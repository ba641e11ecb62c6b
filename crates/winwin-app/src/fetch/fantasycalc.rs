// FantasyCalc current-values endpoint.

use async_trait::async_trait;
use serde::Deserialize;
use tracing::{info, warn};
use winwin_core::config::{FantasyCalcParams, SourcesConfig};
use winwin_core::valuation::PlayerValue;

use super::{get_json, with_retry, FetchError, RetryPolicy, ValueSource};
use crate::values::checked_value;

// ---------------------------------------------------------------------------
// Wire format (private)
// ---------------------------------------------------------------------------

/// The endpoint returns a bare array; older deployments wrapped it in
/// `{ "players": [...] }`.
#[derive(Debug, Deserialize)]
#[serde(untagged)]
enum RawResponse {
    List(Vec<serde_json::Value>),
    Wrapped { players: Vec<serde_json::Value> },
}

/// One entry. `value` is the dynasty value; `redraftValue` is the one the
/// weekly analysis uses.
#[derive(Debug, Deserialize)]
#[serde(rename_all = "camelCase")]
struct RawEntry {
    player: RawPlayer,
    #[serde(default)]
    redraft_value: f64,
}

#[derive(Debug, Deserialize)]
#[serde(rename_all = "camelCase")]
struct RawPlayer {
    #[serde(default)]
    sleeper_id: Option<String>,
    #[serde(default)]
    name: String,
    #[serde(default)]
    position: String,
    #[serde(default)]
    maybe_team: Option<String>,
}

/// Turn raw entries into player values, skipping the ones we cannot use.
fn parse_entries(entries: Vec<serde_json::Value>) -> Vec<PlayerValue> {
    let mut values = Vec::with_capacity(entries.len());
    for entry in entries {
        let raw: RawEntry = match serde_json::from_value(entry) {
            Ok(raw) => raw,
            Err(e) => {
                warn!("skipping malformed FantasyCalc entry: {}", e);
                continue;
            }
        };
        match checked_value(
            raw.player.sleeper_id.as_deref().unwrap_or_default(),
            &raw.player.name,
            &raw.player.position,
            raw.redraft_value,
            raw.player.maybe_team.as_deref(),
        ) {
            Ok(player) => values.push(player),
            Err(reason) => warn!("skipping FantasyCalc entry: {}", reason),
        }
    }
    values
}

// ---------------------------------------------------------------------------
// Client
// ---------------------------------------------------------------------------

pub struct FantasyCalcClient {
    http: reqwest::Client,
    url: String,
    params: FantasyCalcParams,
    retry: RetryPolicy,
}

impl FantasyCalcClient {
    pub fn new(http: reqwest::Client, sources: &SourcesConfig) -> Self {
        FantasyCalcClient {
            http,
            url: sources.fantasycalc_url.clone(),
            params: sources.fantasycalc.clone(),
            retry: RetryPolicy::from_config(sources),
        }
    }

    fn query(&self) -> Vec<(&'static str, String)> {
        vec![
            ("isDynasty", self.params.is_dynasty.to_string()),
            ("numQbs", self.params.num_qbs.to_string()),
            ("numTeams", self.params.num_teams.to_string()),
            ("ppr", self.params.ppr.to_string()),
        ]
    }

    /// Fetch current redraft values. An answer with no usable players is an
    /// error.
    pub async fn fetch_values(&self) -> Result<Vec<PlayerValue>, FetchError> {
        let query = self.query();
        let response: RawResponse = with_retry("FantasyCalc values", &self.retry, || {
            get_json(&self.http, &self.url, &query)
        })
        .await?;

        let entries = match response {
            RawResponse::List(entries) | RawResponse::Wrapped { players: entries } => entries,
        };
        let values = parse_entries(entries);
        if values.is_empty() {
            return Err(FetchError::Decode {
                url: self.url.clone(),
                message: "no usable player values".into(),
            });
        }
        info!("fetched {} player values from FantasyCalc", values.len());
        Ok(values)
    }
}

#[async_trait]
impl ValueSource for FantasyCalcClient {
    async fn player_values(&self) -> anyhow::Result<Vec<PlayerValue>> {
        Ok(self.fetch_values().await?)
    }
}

---

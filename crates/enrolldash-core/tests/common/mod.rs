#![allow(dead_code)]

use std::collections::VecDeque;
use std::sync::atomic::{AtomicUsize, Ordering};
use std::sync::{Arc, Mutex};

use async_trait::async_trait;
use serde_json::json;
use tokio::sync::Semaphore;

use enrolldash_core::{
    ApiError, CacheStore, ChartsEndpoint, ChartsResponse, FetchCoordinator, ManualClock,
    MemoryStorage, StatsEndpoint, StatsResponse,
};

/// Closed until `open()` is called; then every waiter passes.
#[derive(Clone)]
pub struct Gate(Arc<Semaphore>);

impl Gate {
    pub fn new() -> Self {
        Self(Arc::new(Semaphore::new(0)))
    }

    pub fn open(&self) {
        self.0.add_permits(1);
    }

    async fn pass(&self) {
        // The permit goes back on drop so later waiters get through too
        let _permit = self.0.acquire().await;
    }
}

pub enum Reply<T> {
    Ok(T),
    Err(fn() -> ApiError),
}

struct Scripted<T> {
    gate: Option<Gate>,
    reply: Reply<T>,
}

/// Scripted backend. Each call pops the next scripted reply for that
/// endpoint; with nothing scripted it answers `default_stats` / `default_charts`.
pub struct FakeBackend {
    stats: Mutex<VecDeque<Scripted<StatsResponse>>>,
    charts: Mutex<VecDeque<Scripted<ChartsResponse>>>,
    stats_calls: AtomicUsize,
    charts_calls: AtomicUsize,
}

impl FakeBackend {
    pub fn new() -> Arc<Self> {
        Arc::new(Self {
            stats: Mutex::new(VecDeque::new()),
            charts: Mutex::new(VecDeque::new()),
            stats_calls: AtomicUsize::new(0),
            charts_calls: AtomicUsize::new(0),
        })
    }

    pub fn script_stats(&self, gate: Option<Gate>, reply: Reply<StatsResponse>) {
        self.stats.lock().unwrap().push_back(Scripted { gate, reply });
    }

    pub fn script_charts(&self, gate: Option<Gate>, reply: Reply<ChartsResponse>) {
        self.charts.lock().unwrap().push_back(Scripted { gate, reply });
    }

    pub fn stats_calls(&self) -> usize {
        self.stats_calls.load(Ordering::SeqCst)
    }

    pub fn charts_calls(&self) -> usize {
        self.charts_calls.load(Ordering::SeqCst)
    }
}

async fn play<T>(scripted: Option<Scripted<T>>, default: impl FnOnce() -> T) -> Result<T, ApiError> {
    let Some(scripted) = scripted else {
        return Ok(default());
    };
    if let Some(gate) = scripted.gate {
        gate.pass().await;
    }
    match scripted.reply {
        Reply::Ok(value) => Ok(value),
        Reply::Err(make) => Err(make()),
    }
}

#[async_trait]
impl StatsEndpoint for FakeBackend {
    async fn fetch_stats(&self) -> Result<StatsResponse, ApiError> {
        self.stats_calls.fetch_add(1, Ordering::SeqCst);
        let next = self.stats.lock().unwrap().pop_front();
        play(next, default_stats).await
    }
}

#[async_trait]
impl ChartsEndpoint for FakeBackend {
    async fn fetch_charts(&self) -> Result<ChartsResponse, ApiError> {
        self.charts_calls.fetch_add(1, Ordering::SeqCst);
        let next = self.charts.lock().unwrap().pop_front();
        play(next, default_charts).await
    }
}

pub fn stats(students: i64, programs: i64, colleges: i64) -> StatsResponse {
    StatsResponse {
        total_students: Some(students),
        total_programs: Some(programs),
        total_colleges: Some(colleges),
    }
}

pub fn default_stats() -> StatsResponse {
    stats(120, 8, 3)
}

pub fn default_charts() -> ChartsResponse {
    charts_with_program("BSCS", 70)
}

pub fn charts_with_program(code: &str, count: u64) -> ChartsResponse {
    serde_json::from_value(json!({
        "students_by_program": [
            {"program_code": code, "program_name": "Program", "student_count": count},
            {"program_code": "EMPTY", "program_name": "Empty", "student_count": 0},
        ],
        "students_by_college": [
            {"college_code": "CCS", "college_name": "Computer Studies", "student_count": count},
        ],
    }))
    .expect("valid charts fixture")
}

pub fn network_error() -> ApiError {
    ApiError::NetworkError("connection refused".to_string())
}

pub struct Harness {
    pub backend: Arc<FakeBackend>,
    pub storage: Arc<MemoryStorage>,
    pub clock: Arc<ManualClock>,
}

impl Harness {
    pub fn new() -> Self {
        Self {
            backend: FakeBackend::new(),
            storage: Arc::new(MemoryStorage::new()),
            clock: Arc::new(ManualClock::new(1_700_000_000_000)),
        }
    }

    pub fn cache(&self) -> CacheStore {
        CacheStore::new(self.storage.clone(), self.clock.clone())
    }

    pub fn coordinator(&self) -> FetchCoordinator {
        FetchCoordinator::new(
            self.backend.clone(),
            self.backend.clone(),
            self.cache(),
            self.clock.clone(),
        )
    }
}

### Exercise goal
Tally the lines of the material that include "RawPlayer". Only the total should be given.

### Task output
2